Advisories January 19, 2021

Federal Tax Advisory: 45Q Regulations Will Spur Carbon Capture and Storage Investment

Executive Summary
Minute Read

Carbon capture and storage could play a major role in a Biden Administration eager to rejoin the Paris Agreement. Our Federal Tax Group provides a brief overview of the 45Q credit and key takeaways from the IRS’s new final regulations.

  • Section 45Q provides a tax credit for captured carbon oxide
  • Final regs favor taxpayers and provide much-needed clarity
  • 5 key takeaways

On January 6, the IRS issued much anticipated final regulations for carbon capture and storage (CCS) under Code Section 45Q. The regulations provide certainty and needed flexibility for project development, and we expect to see a ramp up in CCS projects as a result.

Generally, Section 45Q provides a tax credit for each metric ton of qualified carbon oxide captured at a qualified facility using carbon capture equipment and disposed of, used as a tertiary injectant in enhanced oil recovery (EOR), or otherwise used as described in Section 45Q(f)(5). The amount of such credit depends on whether the taxpayer captures qualified carbon oxide using carbon capture equipment originally placed in service at a qualified facility before February 9, 2018 or on or after February 9, 2018 and whether the carbon oxide is disposed of, injected, or utilized by the taxpayer. For disposal, the credit is $50 per ton of carbon oxide and for EOR the credit is $35 per ton of carbon oxide.

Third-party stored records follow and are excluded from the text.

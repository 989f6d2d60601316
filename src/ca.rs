//! Self-signed certificate authority creation and maintenance.

use bon::Builder;

use crate::cert::params::{CertificationRequestInfo, DistinguishedName, Validity};
use crate::cert::{Certificate, CertificateWithPrivateKey, serial};
use crate::error::Result;
use crate::key::{KeyPair, PublicKey};

/// Parameters for a new certificate authority.
#[derive(Clone, Debug, Builder)]
pub struct CaParams {
    #[builder(default = 1)]
    pub serial_number: u64,
    #[builder(default = 2048)]
    pub bits: usize,
    #[builder(default = 365)]
    pub days: u32,
    #[builder(default)]
    pub subject: DistinguishedName,
}

/// Generates a fresh RSA key and a self-signed CA certificate for it.
pub fn create(params: &CaParams) -> Result<CertificateWithPrivateKey> {
    let serial_number = serial::from_u64(params.serial_number)?;
    let validity = Validity::for_days(params.days)?;
    let subject = params.subject.as_x509_name()?;
    let key = KeyPair::generate_rsa(params.bits)?;

    let cert_info = CertificationRequestInfo::builder()
        .subject(subject)
        .subject_public_key(PublicKey::from_key_pair(&key))
        .serial_number(serial_number)
        .is_ca(true)
        .build();

    let cert = Certificate::new_self_signed(&cert_info, &key, validity)?;
    Ok(CertificateWithPrivateKey { cert, key })
}

/// A field of an existing CA certificate that [`update`] can change.
#[derive(Clone, Copy, Debug, PartialEq, Eq)]
pub enum CaUpdateField {
    /// Increment the serial number by one.
    Serial,
    /// Push `notAfter` later by the configured number of days.
    After,
}

/// Re-signs a CA certificate after applying `fields` in order.
///
/// Everything not named by a field is carried over verbatim, extensions
/// included. With no fields the certificate is simply re-signed.
pub fn update(
    ca: &CertificateWithPrivateKey,
    fields: &[CaUpdateField],
    days: u32,
) -> Result<CertificateWithPrivateKey> {
    let mut tbs = ca.cert.tbs()?;
    for field in fields {
        match field {
            CaUpdateField::Serial => {
                tbs.serial_number = serial::increment(&tbs.serial_number)?;
            }
            CaUpdateField::After => tbs.validity.extend_by_days(days)?,
        }
    }

    let cert = tbs.sign(&ca.key)?;
    tracing::info!(
        subject = %cert.subject(),
        serial = %serial::to_hex(cert.serial_number()),
        not_after = %tbs.validity.not_after,
        ?fields,
        "updated certificate authority"
    );
    Ok(CertificateWithPrivateKey {
        cert,
        key: ca.key.clone(),
    })
}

In February 2020, the IRS issued Rev. Proc. 2020-12, which provided a safe harbor framework for structuring tax equity partnerships formed to invest in projects that qualify for the Section 45Q tax credit, and Notice 2020-12, which provided guidance on determining when construction has begun on carbon capture equipment or qualified facilities. This initial guidance was followed by proposed regulations in May 2020 that offered guidance on, among other things, the documentation requirements of sequestration projects, events that trigger credit recapture, and the process of credit recapture in the year that the recapture event occurs.

Despite this initial guidance, questions remained about claiming and documenting the credit and credit recapture. This uncertainty caused reluctance in the energy industry to invest in tax-credit-motivated sequestration projects. However, the final regulations are largely taxpayer favorable and provide clarity in many of the areas that have remained murky since the release of the proposed regulations. Additionally, the final regulations modify previous guidance by extending certain deadlines and making the credit more generous. Below are some key takeaways from the final regulations:

  • Following on the heels of the 2021 Consolidated Appropriations Act, extends the construction start date deadline for qualified facilities and carbon capture equipment through December 31, 2025, which allows an additional two years past the deadline provided in Notice 2020-12 for projects to ramp up.
  • Provides clear rules on the standards for establishing “secure geologic storage,” which for EOR allows reporting under either Subpart RR of the Environmental Protection Agency’s (EPA) Greenhouse Gas Reporting Rule or the International Organization of Standardization (ISO) standard provided in CSA/ANSI ISO 27916:2019. Consistent with EPA regulations, reporting under Subpart RR is required for disposal wells. Taxpayers reporting under Subpart RR can self-certify the amount of carbon oxide stored, while those using the ISO standard must have its calculation verified annually by a qualified third-party engineer or geologist.
  • Limits the recapture period to three years from the date of initial disposal or injection, which is shorter than the five-year lookback period provided for under the proposed regulations. Recapture takes place by reducing the credit allowable in the year of carbon oxide leakage or increases tax due to the extent that the leakage exceeds the credit received in such year. This shorter recapture period should generally reduce overall project risk.
  • Provides further clarification of the “single project” rule under Notice 2020-12 that allows for aggregation by a taxpayer of several smaller carbon capture facilities into one project for purposes of claiming the credit when certain factors are present, such as common ownership and location. This opens the door for new industry players in CCS, such as landfills.
  • Allows the owner of the carbon capture equipment to make a “transfer election,” which allows the Section 45Q credit to be claimed by the party that disposes, injects, or utilizes the qualified carbon oxide.

The regulations are expected to spur private investment in CCS projects. Widespread support for CCS is expected from the incoming Biden Administration, including at the Department of Energy and EPA, because CCS will play a key role in meeting greenhouse gas reduction targets under Biden’s climate plan and the Paris Agreement, which the President-elect says he will rejoin on day one of his presidency.